We think you need these skills to ace Quality Director Medical Devices
Some tips for your application 🫡
Understand the Role: Make sure to thoroughly read the job description for the Quality Director position. Understand the key responsibilities and required qualifications, especially regarding regulatory frameworks and quality management systems.
Highlight Relevant Experience: In your CV and cover letter, emphasize your experience with pharmaceuticals, medical devices, and nutraceuticals. Provide specific examples of how you've implemented quality strategies or managed compliance in previous roles.
Showcase Problem-Solving Skills: Demonstrate your problem-solving abilities in regulatory issues. Include examples where you successfully navigated complex regulatory challenges or improved quality processes.
Tailor Your Application: Customize your application materials to reflect the company's focus on a quality-first culture and continuous improvement. Use language from the job description to align your application with their values and goals.
How to prepare for a job interview at Proclinical Staffing
✨Show Your Regulatory Expertise
Make sure to highlight your in-depth knowledge of UK regulations for drugs, medical devices, and nutraceuticals. Be prepared to discuss specific regulatory frameworks you've worked with and how you've ensured compliance in previous roles.
✨Demonstrate Problem-Solving Skills
Prepare examples of how you've successfully navigated regulatory challenges in the past. Discuss your approach to problem-solving and how you anticipate regulatory changes to identify growth opportunities.

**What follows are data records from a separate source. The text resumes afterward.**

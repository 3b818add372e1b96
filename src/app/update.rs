use crate::app::actions::{Action, SideEffect};
use crate::app::state::AppState;

pub fn update(state: &mut AppState, action: Action) -> Vec<SideEffect> {
    match action {
        Action::Quit => {
            state.should_quit = true;
            vec![]
        }
        Action::MoveUp => {
            if state.cursor > 0 {
                state.cursor -= 1;
            }
            vec![]
        }
        Action::MoveDown => {
            if state.cursor + 1 < state.targets.len() {
                state.cursor += 1;
            }
            vec![]
        }
        Action::Reload => {
            state.generation += 1;
            vec![SideEffect::Reinitialize]
        }
        Action::Refreshed(at) => {
            state.last_refresh = Some(at);
            vec![]
        }
    }
}
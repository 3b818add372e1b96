pub mod actions;
pub mod event_loop;
pub mod state;
pub mod update;
pub mod view;
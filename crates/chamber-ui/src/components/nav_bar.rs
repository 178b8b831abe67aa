use yew::{
  Callback,
  Html,
  MouseEvent,
  function_component,
  html,
  use_context
};
use yew_router::prelude::Link;

use crate::app::{
  AppContext,
  Route
};

#[function_component(NavBar)]
pub fn nav_bar() -> Html {
  let context = use_context::<AppContext>();

  let session_block = match context {
    | Some(AppContext {
      session: Some(session),
      on_session,
      ..
    }) => {
      let on_sign_out =
        Callback::from(move |_: MouseEvent| {
          on_session.emit(None)
        });
      html! {
          <div class="session">
              <span>{ &session.name }</span>
              <span class="badge">{ session.role.label() }</span>
              <button class="btn" onclick={on_sign_out}>{ "Sign out" }</button>
          </div>
      }
    }
    | _ => html! {
        <div class="session">
            <Link<Route> to={Route::Login}>{ "Sign in" }</Link<Route>>
        </div>
    }
  };

  html! {
      <nav class="nav">
          <div class="brand">{ "Chamber" }</div>
          <Link<Route> to={Route::Dashboard}>{ "Dashboard" }</Link<Route>>
          <Link<Route> to={Route::Calendar}>{ "Calendar" }</Link<Route>>
          <Link<Route> to={Route::Events}>{ "Events" }</Link<Route>>
          <Link<Route> to={Route::Projects}>{ "Projects" }</Link<Route>>
          <Link<Route> to={Route::Board}>{ "Board" }</Link<Route>>
          <Link<Route> to={Route::Users}>{ "Users" }</Link<Route>>
          { session_block }
      </nav>
  }
}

✨Promote a Quality-First Culture
Be ready to talk about how you've fostered a culture of continuous improvement in your previous positions. Share specific initiatives you've led that promoted quality and compliance within your teams.
✨Prepare for Audit Scenarios
Since managing audits and ensuring MHRA inspection readiness is crucial, think of scenarios where you've successfully managed audits or inspections. Discuss your strategies for maintaining data integrity and addressing product quality issues.